→ **EXERCISE DIRECTIONS**:
Which lines of the entries below run from the one holding "assert!(style.strokes());" to the one holding "style.with_brush(Brush::solid(Color::rgb(255, 0, 0)));", inclusive? Set down exactly those lines and no others.

(Data excerpts)
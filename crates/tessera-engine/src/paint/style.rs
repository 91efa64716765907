use super::Color;

/// Dash pattern of a stroke.
#[derive(Debug, Copy, Clone, Eq, PartialEq, Hash, Default)]
pub enum PenStyle {
    Solid,
    Dash,
    Dot,
    DashDot,
    /// No stroke is drawn.
    #[default]
    Null,
}

/// Hatch pattern of a hatched fill.
#[derive(Debug, Copy, Clone, Eq, PartialEq, Hash)]
pub enum Hatch {
    Horizontal,
    Vertical,
    ForwardDiagonal,
    BackwardDiagonal,
    Cross,
    DiagonalCross,
}

/// Fill kind.
#[derive(Debug, Copy, Clone, Eq, PartialEq, Hash, Default)]
pub enum BrushStyle {
    Solid,
    /// No fill is drawn.
    #[default]
    Hollow,
    Hatched(Hatch),
}

/// Stroke description.
#[derive(Debug, Copy, Clone, PartialEq)]
pub struct Pen {
    pub style: PenStyle,
    /// Stroke width in scene units.
    pub width: f32,
    pub color: Color,
}

impl Pen {
    #[inline]
    pub const fn new(style: PenStyle, width: f32, color: Color) -> Self {
        Self {
            style,
            width,
            color,
        }
    }

    #[inline]
    pub const fn solid(width: f32, color: Color) -> Self {
        Self::new(PenStyle::Solid, width, color)
    }

    /// True if this pen produces visible output.
    #[inline]
    pub fn is_visible(&self) -> bool {
        self.style != PenStyle::Null && self.width > 0.0
    }
}

impl Default for Pen {
    fn default() -> Self {
        Self::new(PenStyle::Null, 6.0, Color::white())
    }
}

/// Fill description.
#[derive(Debug, Copy, Clone, Eq, PartialEq, Hash)]
pub struct Brush {
    pub style: BrushStyle,
    pub color: Color,
}

impl Brush {
    #[inline]
    pub const fn new(style: BrushStyle, color: Color) -> Self {
        Self { style, color }
    }

    #[inline]
    pub const fn solid(color: Color) -> Self {
        Self::new(BrushStyle::Solid, color)
    }

    #[inline]
    pub fn is_visible(&self) -> bool {
        self.style != BrushStyle::Hollow
    }
}

impl Default for Brush {
    fn default() -> Self {
        Self::new(BrushStyle::Hollow, Color::black())
    }
}

/// Stroke and fill used for one object.
///
/// Styles are passed by value to every surface call; a surface never keeps
/// a style selected between calls.
///
/// The default draws nothing: a null pen and a hollow brush.
#[derive(Debug, Copy, Clone, PartialEq, Default)]
pub struct DrawStyle {
    pub pen: Pen,
    pub brush: Brush,
}

impl DrawStyle {
    #[inline]
    pub fn new(pen: Pen, brush: Brush) -> Self {
        Self { pen, brush }
    }

    pub fn set_pen(&mut self, style: PenStyle, width: f32, color: Color) -> &mut Self {
        self.pen = Pen::new(style, width, color);
        self
    }

    pub fn set_brush(&mut self, style: BrushStyle, color: Color) -> &mut Self {
        self.brush = Brush::new(style, color);
        self
    }

    #[inline]
    pub fn with_pen(mut self, pen: Pen) -> Self {
        self.pen = pen;
        self
    }

    #[inline]
    pub fn with_brush(mut self, brush: Brush) -> Self {
        self.brush = brush;
        self
    }

    #[inline]
    pub fn strokes(&self) -> bool {
        self.pen.is_visible()
    }

    #[inline]
    pub fn fills(&self) -> bool {
        self.brush.is_visible()
    }

    /// True if neither stroke nor fill would produce output.
    #[inline]
    pub fn is_invisible(&self) -> bool {
        !self.strokes() && !self.fills()
    }
}

#[cfg(test)]
mod tests {
    use super::*;

    #[test]
    fn default_style_is_invisible() {
        let style = DrawStyle::default();
        assert_eq!(style.pen.style, PenStyle::Null);
        assert_eq!(style.pen.width, 6.0);
        assert_eq!(style.pen.color, Color::white());
        assert_eq!(style.brush.style, BrushStyle::Hollow);
        assert!(style.is_invisible());
    }

    #[test]
    fn setters_chain() {
        let mut style = DrawStyle::default();
        style
            .set_pen(PenStyle::Solid, 3.0, Color::black())
            .set_brush(BrushStyle::Hatched(Hatch::Cross), Color::rgb(0, 255, 0));
        assert!(style.strokes());
        assert!(style.fills());
        assert_eq!(style.brush.style, BrushStyle::Hatched(Hatch::Cross));
    }

    #[test]
    fn zero_width_pen_is_invisible() {
        let style = DrawStyle::default().with_pen(Pen::solid(0.0, Color::black()));
        assert!(!style.strokes());
        let style = style.with_brush(Brush::solid(Color::rgb(255, 0, 0)));
        assert!(style.fills());
        assert!(!style.is_invisible());
    }
}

→ **RESULT BELOW**:
        assert!(style.strokes());
        assert!(style.fills());
        assert_eq!(style.brush.style, BrushStyle::Hatched(Hatch::Cross));
    }

    #[test]
    fn zero_width_pen_is_invisible() {
        let style = DrawStyle::default().with_pen(Pen::solid(0.0, Color::black()));
        assert!(!style.strokes());
        let style = style.with_brush(Brush::solid(Color::rgb(255, 0, 0)));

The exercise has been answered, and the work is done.